→ About this exercise: Word for word, repeat all of the entries.

→ Source information:

+ + + + + + +

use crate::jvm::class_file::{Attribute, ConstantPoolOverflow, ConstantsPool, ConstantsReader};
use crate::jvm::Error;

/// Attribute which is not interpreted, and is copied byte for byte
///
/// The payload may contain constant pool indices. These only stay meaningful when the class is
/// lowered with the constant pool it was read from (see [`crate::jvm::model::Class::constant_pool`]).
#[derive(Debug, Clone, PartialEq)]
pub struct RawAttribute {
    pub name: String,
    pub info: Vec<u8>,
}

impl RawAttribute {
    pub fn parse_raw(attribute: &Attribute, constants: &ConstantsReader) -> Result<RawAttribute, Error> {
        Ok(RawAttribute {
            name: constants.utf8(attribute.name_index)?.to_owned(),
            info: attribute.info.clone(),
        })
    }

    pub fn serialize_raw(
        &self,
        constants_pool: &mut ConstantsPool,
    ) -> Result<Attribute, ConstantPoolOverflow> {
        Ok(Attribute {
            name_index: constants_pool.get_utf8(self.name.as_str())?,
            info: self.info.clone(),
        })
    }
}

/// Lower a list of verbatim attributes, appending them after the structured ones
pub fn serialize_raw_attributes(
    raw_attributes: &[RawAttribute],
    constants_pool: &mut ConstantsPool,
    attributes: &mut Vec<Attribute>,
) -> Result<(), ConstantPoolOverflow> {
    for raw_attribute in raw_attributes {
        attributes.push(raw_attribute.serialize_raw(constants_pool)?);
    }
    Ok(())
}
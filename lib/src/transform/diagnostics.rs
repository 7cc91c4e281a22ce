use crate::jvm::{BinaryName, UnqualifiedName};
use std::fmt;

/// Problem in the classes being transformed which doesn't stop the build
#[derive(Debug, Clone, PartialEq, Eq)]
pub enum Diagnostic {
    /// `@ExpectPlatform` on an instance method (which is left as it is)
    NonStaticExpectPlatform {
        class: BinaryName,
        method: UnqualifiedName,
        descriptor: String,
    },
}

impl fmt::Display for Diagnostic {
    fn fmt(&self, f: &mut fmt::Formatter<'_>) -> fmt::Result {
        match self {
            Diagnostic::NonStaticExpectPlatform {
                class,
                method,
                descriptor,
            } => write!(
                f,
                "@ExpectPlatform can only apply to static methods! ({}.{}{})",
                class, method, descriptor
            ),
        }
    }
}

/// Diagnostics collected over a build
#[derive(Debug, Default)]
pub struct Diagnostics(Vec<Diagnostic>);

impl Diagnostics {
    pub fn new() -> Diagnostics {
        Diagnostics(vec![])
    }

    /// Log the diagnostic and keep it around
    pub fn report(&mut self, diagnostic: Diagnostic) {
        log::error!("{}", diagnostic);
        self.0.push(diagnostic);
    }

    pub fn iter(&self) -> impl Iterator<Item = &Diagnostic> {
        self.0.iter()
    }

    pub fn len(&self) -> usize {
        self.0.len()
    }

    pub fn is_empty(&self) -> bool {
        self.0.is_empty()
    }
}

+ + + + + + +

→ Task response:
use crate::jvm::class_file::{Attribute, ConstantPoolOverflow, ConstantsPool, ConstantsReader};
use crate::jvm::Error;

/// Attribute which is not interpreted, and is copied byte for byte
///
/// The payload may contain constant pool indices. These only stay meaningful when the class is
/// lowered with the constant pool it was read from (see [`crate::jvm::model::Class::constant_pool`]).
#[derive(Debug, Clone, PartialEq)]
pub struct RawAttribute {
    pub name: String,
    pub info: Vec<u8>,
}

impl RawAttribute {
    pub fn parse_raw(attribute: &Attribute, constants: &ConstantsReader) -> Result<RawAttribute, Error> {
        Ok(RawAttribute {
            name: constants.utf8(attribute.name_index)?.to_owned(),
            info: attribute.info.clone(),
        })
    }

    pub fn serialize_raw(
        &self,
        constants_pool: &mut ConstantsPool,
    ) -> Result<Attribute, ConstantPoolOverflow> {
        Ok(Attribute {
            name_index: constants_pool.get_utf8(self.name.as_str())?,
            info: self.info.clone(),
        })
    }
}

/// Lower a list of verbatim attributes, appending them after the structured ones
pub fn serialize_raw_attributes(
    raw_attributes: &[RawAttribute],
    constants_pool: &mut ConstantsPool,
    attributes: &mut Vec<Attribute>,
) -> Result<(), ConstantPoolOverflow> {
    for raw_attribute in raw_attributes {
        attributes.push(raw_attribute.serialize_raw(constants_pool)?);
    }
    Ok(())
}
filename lib/src/transform/diagnostics.rs
repository 7cc91c4e281a22ce
use crate::jvm::{BinaryName, UnqualifiedName};
use std::fmt;

/// Problem in the classes being transformed which doesn't stop the build
#[derive(Debug, Clone, PartialEq, Eq)]
pub enum Diagnostic {
    /// `@ExpectPlatform` on an instance method (which is left as it is)
    NonStaticExpectPlatform {
        class: BinaryName,
        method: UnqualifiedName,
        descriptor: String,
    },
}

impl fmt::Display for Diagnostic {
    fn fmt(&self, f: &mut fmt::Formatter<'_>) -> fmt::Result {
        match self {
            Diagnostic::NonStaticExpectPlatform {
                class,
                method,
                descriptor,
            } => write!(
                f,
                "@ExpectPlatform can only apply to static methods! ({}.{}{})",
                class, method, descriptor
            ),
        }
    }
}

/// Diagnostics collected over a build
#[derive(Debug, Default)]
pub struct Diagnostics(Vec<Diagnostic>);

impl Diagnostics {
    pub fn new() -> Diagnostics {
        Diagnostics(vec![])
    }

    /// Log the diagnostic and keep it around
    pub fn report(&mut self, diagnostic: Diagnostic) {
        log::error!("{}", diagnostic);
        self.0.push(diagnostic);
    }

    pub fn iter(&self) -> impl Iterator<Item = &Diagnostic> {
        self.0.iter()
    }

    pub fn len(&self) -> usize {
        self.0.len()
    }

    pub fn is_empty(&self) -> bool {
        self.0.is_empty()
    }
}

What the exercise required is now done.